We have previously demonstrated that the Fox gene Hnf3β is expressed throughout the deep endoderm during Xenopus gastrulation, and is involved in suppressing ectopic mesoderm and dorsal mesendoderm in this region(Suri et al., 2004). The gastrula-stage expression of Xema suggested that this Fox gene might be involved in the suppression of ectopic germ layer formation in the presumptive ectoderm. Dorsal marginal zone expression of Xema RNA gives rise to embryos, the majority of which lack heads and show little discernable polarity (69%; n=35); ventral injection of XemaRNA results in variable and more modest defects in trunk and tail development(31% with clear abnormalities; n=29)(Fig. 3A). Whole-mount immunohistochemistry with the somite-specific antibody 12/101 demonstrated that formation of the somites, a paraxial mesoderm derivative, is dramatically inhibited by dorsal injection of Xema RNA(Fig. 3B)(Kintner and Brockes, 1984). Consistently, Xema misexpression in dorsal marginal zone (DMZ) explants leads to a reduction of Xbra expression, as well as a dramatic decrease in the expression of dorsal endomesodermal markers, including chordinand goosecoid (Fig. 3C, compare lanes 1 and 2) (Cho et al., 1991; Sasai et al.,1994). We found that Xema expression in dorsal cells often leads to a reduction in or absence of dorsal lip invagination (see Fig. 3D, and data not shown). Introduction of Xema RNA into ventral cells leads to a strong reduction in the expression of both Xbra and the ventrolateral marker Xwnt8 (Fig. 3C;compare lanes 3 and 4) (Smith and Harland,1991); VMZ inhibition of Xbra is often more dramatic than that observed in the DMZ (Fig. 3C and data not shown). Marginal zone expression of epidermal keratin is upregulated in dorsal but not ventral explants, suggesting that Xema misexpression may promote ectodermal fates in some contexts, in addition to inhibiting mesendodermal ones(Fig. 3C). Consistent with our explant data, Xbra expression is also blocked by Xema RNA injection in both the dorsal and ventral marginal zones in intact embryos, as demonstrated by whole-mount in situ hybridization analysis(Fig. 3D).
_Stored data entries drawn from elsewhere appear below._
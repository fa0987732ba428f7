//! Pipeline error taxonomy
//!
//! Every stage failure is fatal: it aborts the current stage and every
//! stage downstream. There is no warning severity and no recovery; the
//! driver renders the message and halts.

use crate::scanner::scanner::ScanError;
use crate::semantics::usage::UsageError;
use crate::syntax::checker::SyntaxError;
use thiserror::Error;

/// Any error raised by the three-stage pipeline.
#[derive(Debug, Clone, PartialEq, Eq, Error)]
pub enum AnalysisError {
    #[error(transparent)]
    Scan(#[from] ScanError),

    #[error(transparent)]
    Grammar(#[from] SyntaxError),

    #[error(transparent)]
    Usage(#[from] UsageError),
}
We next examined Xema function in animal pole ectodermal explants in the presence or absence of growth factors. Animal caps from uninjected or Xema-injected embryos were first treated with the Tgfβ ligand Activin. At the doses used for these studies, Activin induces the expression of a range of mesodermal and endodermal markers at gastrula stages(Fig. 3E; compare lanes 1 and 2), all of which are inhibited by the injection of Xema RNA(Fig. 3E; compare lanes 2 and 3), including Xbra, Xwnt8, chordin, the panendodermal marker Sox17β, and the anterior endodermal markers cerberusand Xhex (Bouwmeester et al.,1996; Hudson et al.,1997; Jones et al.,1999; Newman et al.,1997). Injection of Xema RNA does not rescue the modest reduction of epidermal keratin expression seen in Activin-treated caps (Fig. 3E; compare lanes 1,2, and 3). Finally, ectopic Xema also inhibits ventral mesoderm induced by Fgf(Fig. 3F). These data demonstrate that Xema can inhibit mesoderm and endoderm formation in a variety of assays and, coupled with the expression data described above, suggest that endogenous Xema may be involved in suppressing non-ectodermal fate in the animal pole.
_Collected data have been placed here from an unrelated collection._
// Integration tests for the full validation pipeline

use porcheck::error::AnalysisError;
use porcheck::scanner::scanner::Scanner;
use porcheck::semantics::usage::UsageChecker;
use porcheck::syntax::checker::SyntaxChecker;
use porcheck::validate_source;

#[test]
fn test_complete_program_passes_all_stages() {
    let source = r#"algoritmo "media de duas notas"
var
  nota1, nota2, media : inteiro
inicio
  leia(nota1)
  leia(nota2)
  media <- (nota1 + nota2) / 2
  se media >= 7 entao
    escreva("aprovado")
  senao
    escreva("reprovado")
  fimse
  escreva(media)
fimalgoritmo"#;

    let tokens = validate_source(source).expect("pipeline should accept the program");
    assert!(!tokens.is_empty());
}

#[test]
fn test_loop_program_passes_all_stages() {
    let source = r#"algoritmo "contagem"
var
  i, total : inteiro
inicio
  total <- 0
  i <- 1
  para i ate 10 passo 2
    total <- total + i
  fimpara
  escreva(total)
fimalgoritmo"#;

    assert!(validate_source(source).is_ok());
}

#[test]
fn test_scan_error_stops_pipeline() {
    let source = "algoritmo \"abc\ninicio\nfimalgoritmo";
    let error = validate_source(source).unwrap_err();
    assert!(matches!(error, AnalysisError::Scan(_)));
    assert_eq!(
        error.to_string(),
        "scan error: unterminated string literal at line 1"
    );
}

#[test]
fn test_grammar_error_cites_expected_and_line() {
    let source = "algoritmo \"t\"\ninicio\nx <-\nfimalgoritmo";
    let error = validate_source(source).unwrap_err();
    assert!(matches!(error, AnalysisError::Grammar(_)));
    assert_eq!(
        error.to_string(),
        "grammar error: expected identifier or value in expression, got 'fimalgoritmo' at line 4"
    );
}

#[test]
fn test_usage_error_names_variable_and_line() {
    let source = "algoritmo \"t\"\nvar\nx : inteiro\nx : inteiro\ninicio\nfimalgoritmo";
    let error = validate_source(source).unwrap_err();
    assert_eq!(
        error.to_string(),
        "usage error: double declaration of variable \"x\" at line 4"
    );
}

#[test]
fn test_unassigned_read_reported_after_valid_grammar() {
    let source = "algoritmo \"t\"\nvar\nx, y : inteiro\ninicio\ny <- x\nfimalgoritmo";

    // Grammar accepts the program; only the usage pass rejects it.
    let tokens = Scanner::new(source).tokenize().unwrap();
    assert!(SyntaxChecker::new(&tokens).parse().is_ok());

    let error = validate_source(source).unwrap_err();
    assert_eq!(
        error.to_string(),
        "usage error: unassigned variable \"x\" used at line 5"
    );
}

#[test]
fn test_grammar_failure_precedes_usage_check() {
    // Both a grammar problem (missing fimse) and a usage problem
    // (undeclared z) are present; the grammar error wins because stages
    // run in order and the first failure aborts the rest.
    let source = "algoritmo \"t\"\ninicio\nse 1 > 0 entao\nz <- 1\nfimalgoritmo";
    let error = validate_source(source).unwrap_err();
    assert!(matches!(error, AnalysisError::Grammar(_)));
}

#[test]
fn test_pipeline_is_idempotent() {
    let valid = "algoritmo \"t\"\nvar\nx : inteiro\ninicio\nx <- 1\nfimalgoritmo";
    let first = validate_source(valid).unwrap();
    let second = validate_source(valid).unwrap();
    assert_eq!(first, second);

    let invalid = "algoritmo \"t\"\ninicio\nw <- 1\nfimalgoritmo";
    let first = validate_source(invalid).unwrap_err();
    let second = validate_source(invalid).unwrap_err();
    assert_eq!(first.to_string(), second.to_string());
}

#[test]
fn test_checkers_keep_independent_cursors() {
    let source = "algoritmo \"t\"\nvar\nx : inteiro\ninicio\nx <- 1\nfimalgoritmo";
    let tokens = Scanner::new(source).tokenize().unwrap();

    // Running the grammar checker must not affect a usage checker over
    // the same borrowed sequence, in either order.
    let mut syntax = SyntaxChecker::new(&tokens);
    let mut usage = UsageChecker::new(&tokens);
    assert!(syntax.parse().is_ok());
    assert!(usage.validate().is_ok());

    let mut usage_first = UsageChecker::new(&tokens);
    assert!(usage_first.validate().is_ok());
    let mut syntax_second = SyntaxChecker::new(&tokens);
    assert!(syntax_second.parse().is_ok());
}

#[test]
fn test_keyword_prefix_identifier_flows_through_pipeline() {
    // `inteiros` scans as an identifier, so it declares and reads like
    // any other variable name.
    let source = "algoritmo \"t\"\nvar\ninteiros : inteiro\ninicio\n\
                  inteiros <- 3\nescreva(inteiros)\nfimalgoritmo";
    assert!(validate_source(source).is_ok());
}

#[test]
fn test_uppercase_source_is_accepted() {
    let source = "ALGORITMO \"MAIUSCULO\"\nVAR\nX : INTEIRO\nINICIO\nX <- 1\nFIMALGORITMO";
    assert!(validate_source(source).is_ok());
}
The Fox genes encode a large class of nuclear DNA-binding factors;although members of the Foxi-class generally appear to stimulate the transcription of target genes, Fox proteins include both transcriptional activators and repressors (Carlsson and Mahlapuu, 2002). To address the mechanism by which Xema inhibits mesendoderm formation, we sought to determine whether this protein functions as a transactivator or repressor during early development. Towards this end,we generated an activated Xema construct, VP-Xema, by fusing the full-length Xema cDNA to the VP16 activation domain(Kessler, 1997). Microinjection of VP-Xema RNA inhibits mesoderm induction by Activin(Fig. 4A). These results mimic the effects seen following expression of wild-type Xema and, coupled with repressor data (see below), suggest that Xema functions as a transcriptional activator during early development.
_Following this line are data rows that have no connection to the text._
// porcheck: lexical, syntax, and variable-usage validation for
// Portuguese-keyword pseudocode files.

mod scanner;
mod semantics;
mod syntax;

use std::fs;
use std::path::PathBuf;
use std::process;

use clap::Parser;

use scanner::scanner::{category_lines, Scanner};
use semantics::usage::UsageChecker;
use syntax::checker::SyntaxChecker;

#[derive(Parser)]
#[command(name = "porcheck", version, about = "Validate a pseudocode source file")]
struct Cli {
    /// Path to the pseudocode source file
    input: PathBuf,

    /// Print the scanner's category form of each source line and exit
    #[arg(long)]
    tokens: bool,
}

fn main() {
    let cli = Cli::parse();

    let source = match fs::read_to_string(&cli.input) {
        Ok(source) => source,
        Err(e) => {
            eprintln!("Error: cannot read '{}': {}", cli.input.display(), e);
            process::exit(1);
        }
    };

    eprintln!("Scanning {}...", cli.input.display());
    let tokens = match Scanner::new(&source).tokenize() {
        Ok(tokens) => tokens,
        Err(e) => {
            eprintln!("{}", e);
            process::exit(1);
        }
    };
    eprintln!("Lexical analysis completed: {} tokens.", tokens.len());

    if cli.tokens {
        for (line, categories) in category_lines(&tokens) {
            println!("{:>4}: {}", line, categories);
        }
        return;
    }

    if let Err(e) = SyntaxChecker::new(&tokens).parse() {
        eprintln!("{}", e);
        process::exit(1);
    }
    eprintln!("Syntax is valid.");

    if let Err(e) = UsageChecker::new(&tokens).validate() {
        eprintln!("{}", e);
        process::exit(1);
    }
    eprintln!("Variable usage is valid.");

    eprintln!("Validation completed successfully.");
}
We next sought to determine whether repression of Xema target genes promotes mesendoderm. For these studies, we constructed a DrosophilaEngrailed repressor-Xema fusion protein, EnR-Xema(Kessler, 1997). Gastrula stage animal pole explants excised from embryos injected with EnR-Xema express both Xbra and Xwnt8; expression of the dorsal endomesodermal marker chordin is not stimulated by EnR-Xema (Fig. 4B). As expected, EnR-Xema does not inhibit mesoderm induction by Activin and, in fact, modestly synergizes with low levels of Activin (data not shown). These data suggest that the transcriptional repression of one or more genes by EnR-Xema is sufficient to stimulate mesodermal differentiation in the presumptive ectoderm.

Ectodermal EnR-Xema expression in intact embryos leads both to mild defects in head development and to the formation of ectopic lateral structures, often near the heads of affected embryos (62%; n=55)(Fig. 4C). Lineage tracing experiments demonstrated that the ectopic structures contain a high proportion of the microinjected cells (Fig. 4C, and data not shown). Although these secondary structures occasionally resemble ectopic tails, they do not usually contain dorsal mesoderm: a `true' secondary axis was seen in only one embryo expressing EnR-Xema, and an antibody against a somite-specific epitope detected the presence of paraxial mesoderm in one additional embryo (data not shown). This phenotype is reminiscent of that seen following activation of the fibroblast growth factor (Fgf) signaling cascade(Isaacs et al., 1994; Weinstein et al., 1998).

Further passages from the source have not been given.